The ability of isolated rat liver endothelial and Kupffer cells to activate benzo(a)pyrene (BP), trans-7,8-dihydroxy-7,8-dihydrobenzo(a)pyrene (DDBP), trans-1,2-dihydroxy-1,2-dihydrochrysene (DDCH), and aflatoxin B1 (AFB1) to mutagenic metabolites was assessed by means of a cell-mediated bacterial mutagenicity assay and compared with the ability of parenchymal cells to activate these compounds. Endothelial and Kupffer cells from untreated rats were able to activate AFB1 and DDBP; DDBP was activated even in the absence of an NADPH-generating system. Pretreating the animals with Aroclor 1254 strongly enhanced the mutagenicity of the dihydrodiol, whereas the mutagenicity of AFB1 showed a slight increase. BP and DDCH were only activated by endothelial and Kupffer cells isolated from Aroclor 1254-pretreated rats.

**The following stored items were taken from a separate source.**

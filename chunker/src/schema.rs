//! Wire schema of the extraction response and its validation.
//!
//! The extractor is asked for `{"chunks": [...]}`. Every chunk is decoded and
//! checked here; one bad chunk rejects the whole response.

use crate::error::SchemaError;
use crate::models::{ExtractedEntity, ExtractedValue, RelationType};
use chrono::NaiveDate;
use regex::Regex;
use serde::Deserialize;
use serde_json::Value;
use std::collections::HashMap;
use std::sync::OnceLock;

#[derive(Debug, Clone, Deserialize)]
pub struct ExtractedChunk {
    pub text: String,
    pub confidence: f64,
    #[serde(default)]
    pub language: Option<String>,
    #[serde(default)]
    pub topics: Option<Vec<String>>,
    #[serde(default)]
    pub entities: Option<Vec<ExtractedEntity>>,
    #[serde(default)]
    pub values: Vec<ExtractedValue>,
    #[serde(default)]
    pub dates: Vec<ExtractedDate>,
    #[serde(default)]
    pub period: Option<String>,
    pub context_maps: Vec<ExtractedContextMap>,
    /// Index of the enclosing chunk in the same response.
    #[serde(default)]
    pub parent: Option<usize>,
    #[serde(default)]
    pub related: Vec<ExtractedRelation>,
    #[serde(default)]
    pub cell_reference: Option<String>,
}

#[derive(Debug, Clone, Deserialize)]
pub struct ExtractedDate {
    pub date: NaiveDate,
    #[serde(rename = "type", default)]
    pub kind: Option<String>,
}

#[derive(Debug, Clone, Deserialize)]
pub struct ExtractedContextMap {
    pub domain: String,
    pub confidence: f64,
    pub field_mappings: HashMap<String, Vec<ExtractedCandidate>>,
}

#[derive(Debug, Clone, Deserialize)]
pub struct ExtractedCandidate {
    pub detected_value: Value,
    pub context_terms: Vec<String>,
    pub confidence: f64,
}

#[derive(Debug, Clone, Deserialize)]
pub struct ExtractedRelation {
    pub chunk: usize,
    pub relation: RelationType,
    pub confidence: f64,
}

fn language_pattern() -> &'static Regex {
    static PATTERN: OnceLock<Regex> = OnceLock::new();
    PATTERN.get_or_init(|| Regex::new(r"^[a-z]{2,3}(-[A-Za-z]{2,4})?$").expect("valid regex"))
}

/// Parses a raw extraction payload into validated chunks.
pub fn parse_response(payload: &str) -> Result<Vec<ExtractedChunk>, SchemaError> {
    let mut root: Value = serde_json::from_str(payload)?;

    let raw_chunks = match root.get_mut("chunks").map(Value::take) {
        Some(Value::Array(items)) => items,
        _ => return Err(SchemaError::MissingChunks),
    };

    let total = raw_chunks.len();
    let mut chunks = Vec::with_capacity(total);
    for (index, raw) in raw_chunks.into_iter().enumerate() {
        let chunk: ExtractedChunk =
            serde_json::from_value(raw).map_err(|e| SchemaError::chunk(index, e.to_string()))?;
        chunk.validate(index, total)?;
        chunks.push(chunk);
    }

    Ok(chunks)
}

fn check_confidence(index: usize, what: &str, value: f64) -> Result<(), SchemaError> {
    if value.is_finite() && (0.0..=1.0).contains(&value) {
        Ok(())
    } else {
        Err(SchemaError::chunk(
            index,
            format!("{what} confidence {value} outside [0, 1]"),
        ))
    }
}

impl ExtractedChunk {
    fn validate(&self, index: usize, total: usize) -> Result<(), SchemaError> {
        if self.text.trim().is_empty() {
            return Err(SchemaError::chunk(index, "empty text"));
        }
        check_confidence(index, "chunk", self.confidence)?;

        if let Some(language) = &self.language {
            if !language_pattern().is_match(language) {
                return Err(SchemaError::chunk(
                    index,
                    format!("malformed language code {language:?}"),
                ));
            }
        }

        if let Some(value) = self.values.iter().find(|v| !v.value.is_finite()) {
            return Err(SchemaError::chunk(
                index,
                format!("non-finite numeric value {}", value.value),
            ));
        }

        for map in &self.context_maps {
            if map.domain.trim().is_empty() {
                return Err(SchemaError::chunk(index, "context map with empty domain"));
            }
            check_confidence(index, "context map", map.confidence)?;

            for (field, candidates) in &map.field_mappings {
                if field.trim().is_empty() {
                    return Err(SchemaError::chunk(index, "empty field mapping key"));
                }
                for candidate in candidates {
                    check_confidence(index, field, candidate.confidence)?;
                }
            }
        }

        let check_index = |target: usize, what: &str| {
            if target >= total || target == index {
                Err(SchemaError::chunk(
                    index,
                    format!("{what} index {target} does not name another chunk"),
                ))
            } else {
                Ok(())
            }
        };

        if let Some(parent) = self.parent {
            check_index(parent, "parent")?;
        }
        for relation in &self.related {
            check_index(relation.chunk, "related")?;
            check_confidence(index, "relation", relation.confidence)?;
        }

        Ok(())
    }
}

#[cfg(test)]
mod tests {
    use super::*;
    use crate::models::ValueType;

    const WELL_FORMED: &str = r#"{
        "chunks": [{
            "text": "TABLE JOHN $500 02/03",
            "confidence": 0.97,
            "language": "en",
            "values": [{"value": 500, "type": "currency", "unit": "USD", "context": "item_price"}],
            "entities": [
                {"text": "JOHN", "type": "person", "role": "sales_person"},
                {"text": "TABLE", "type": "product", "category": "furniture"}
            ],
            "dates": [{"date": "2024-02-03", "type": "transaction_date"}],
            "context_maps": [{
                "domain": "sales",
                "confidence": 0.98,
                "field_mappings": {
                    "sales_person": [{"detected_value": "JOHN", "context_terms": ["seller"], "confidence": 0.96}],
                    "sale_amount": [{"detected_value": 500, "context_terms": ["price"], "confidence": 0.99}]
                }
            }]
        }]
    }"#;

    fn rejection(payload: &str) -> SchemaError {
        parse_response(payload).expect_err("payload should be rejected")
    }

    #[test]
    fn accepts_well_formed_response() {
        let chunks = parse_response(WELL_FORMED).unwrap();
        assert_eq!(chunks.len(), 1);

        let chunk = &chunks[0];
        assert_eq!(chunk.values[0].value_type, ValueType::Currency);
        assert_eq!(
            chunk.dates[0].date,
            NaiveDate::from_ymd_opt(2024, 2, 3).unwrap()
        );
        let mappings = &chunk.context_maps[0].field_mappings;
        assert_eq!(mappings["sale_amount"][0].detected_value, 500);
    }

    #[test]
    fn missing_chunks_key_is_rejected() {
        assert!(matches!(
            rejection(r#"{"items": []}"#),
            SchemaError::MissingChunks
        ));
        assert!(matches!(
            rejection(r#"{"chunks": {"text": "x"}}"#),
            SchemaError::MissingChunks
        ));
        assert!(matches!(rejection("[]"), SchemaError::MissingChunks));
    }

    #[test]
    fn non_json_is_rejected() {
        assert!(matches!(
            rejection("Here are your chunks: {"),
            SchemaError::InvalidJson(_)
        ));
    }

    #[test]
    fn out_of_range_confidence_is_rejected() {
        let payload = WELL_FORMED.replace("\"confidence\": 0.97", "\"confidence\": 1.5");
        match rejection(&payload) {
            SchemaError::InvalidChunk { index, reason } => {
                assert_eq!(index, 0);
                assert!(reason.contains("1.5"));
            }
            other => panic!("unexpected error: {other}"),
        }
    }

    #[test]
    fn nested_candidate_confidence_is_checked() {
        let payload = WELL_FORMED.replace("\"confidence\": 0.99", "\"confidence\": -0.1");
        assert!(matches!(
            rejection(&payload),
            SchemaError::InvalidChunk { .. }
        ));
    }

    #[test]
    fn missing_required_field_is_rejected() {
        let payload = r#"{"chunks": [{"text": "no confidence", "context_maps": []}]}"#;
        assert!(matches!(
            rejection(payload),
            SchemaError::InvalidChunk { index: 0, .. }
        ));
    }

    #[test]
    fn malformed_field_mapping_is_rejected() {
        let payload = r#"{"chunks": [{
            "text": "x", "confidence": 0.5,
            "context_maps": [{"domain": "sales", "confidence": 0.5, "field_mappings": {"amount": "500"}}]
        }]}"#;
        assert!(matches!(
            rejection(payload),
            SchemaError::InvalidChunk { .. }
        ));
    }

    #[test]
    fn unknown_value_type_and_bad_dates_are_rejected() {
        let payload = WELL_FORMED.replace("\"type\": \"currency\"", "\"type\": \"money\"");
        assert!(matches!(rejection(&payload), SchemaError::InvalidChunk { .. }));

        let payload = WELL_FORMED.replace("2024-02-03", "02/03");
        assert!(matches!(rejection(&payload), SchemaError::InvalidChunk { .. }));

        let payload = WELL_FORMED.replace("\"language\": \"en\"", "\"language\": \"English\"");
        assert!(matches!(rejection(&payload), SchemaError::InvalidChunk { .. }));
    }

    #[test]
    fn second_bad_chunk_rejects_everything() {
        let payload = r#"{"chunks": [
            {"text": "fine", "confidence": 0.9, "context_maps": []},
            {"text": "self reference", "confidence": 0.9, "context_maps": [], "parent": 1}
        ]}"#;
        match rejection(payload) {
            SchemaError::InvalidChunk { index, .. } => assert_eq!(index, 1),
            other => panic!("unexpected error: {other}"),
        }
    }

    #[test]
    fn arbitrary_field_names_are_tolerated() {
        let payload = r#"{"chunks": [{
            "text": "Dosage 20mg", "confidence": 0.8,
            "context_maps": [{"domain": "pharmacy", "confidence": 0.7,
                "field_mappings": {"dosage_mg": [{"detected_value": {"amount": 20}, "context_terms": [], "confidence": 0.7}]}}],
            "related": []
        }]}"#;
        let chunks = parse_response(payload).unwrap();
        assert!(chunks[0].context_maps[0].field_mappings.contains_key("dosage_mg"));
    }
}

Parenchymal cells from untreated animals activated all four carcinogens tested; Aroclor 1254 enhanced the parenchymal cell-mediated mutagenicity of BP and DDCH but did not affect that of DDBP and clearly reduced that of AFB1. The reduced mutagenicity of AFB1 correlates with the decrease in the amount of 2 alpha-hydroxytestosterone formed when testosterone was incubated with parenchymal cell microsomes from Aroclor 1254-pretreated rats (compared with microsomes from untreated animals): the formation of 2 alpha-hydroxytestosterone is specifically catalyzed by cytochrome P-450h, a hemoprotein thought to be involved in the activation of AFB1. These results show that not only rat liver parenchymal cells, but also endothelial and Kupffer cells, activate several carcinogens to mutagenic metabolites.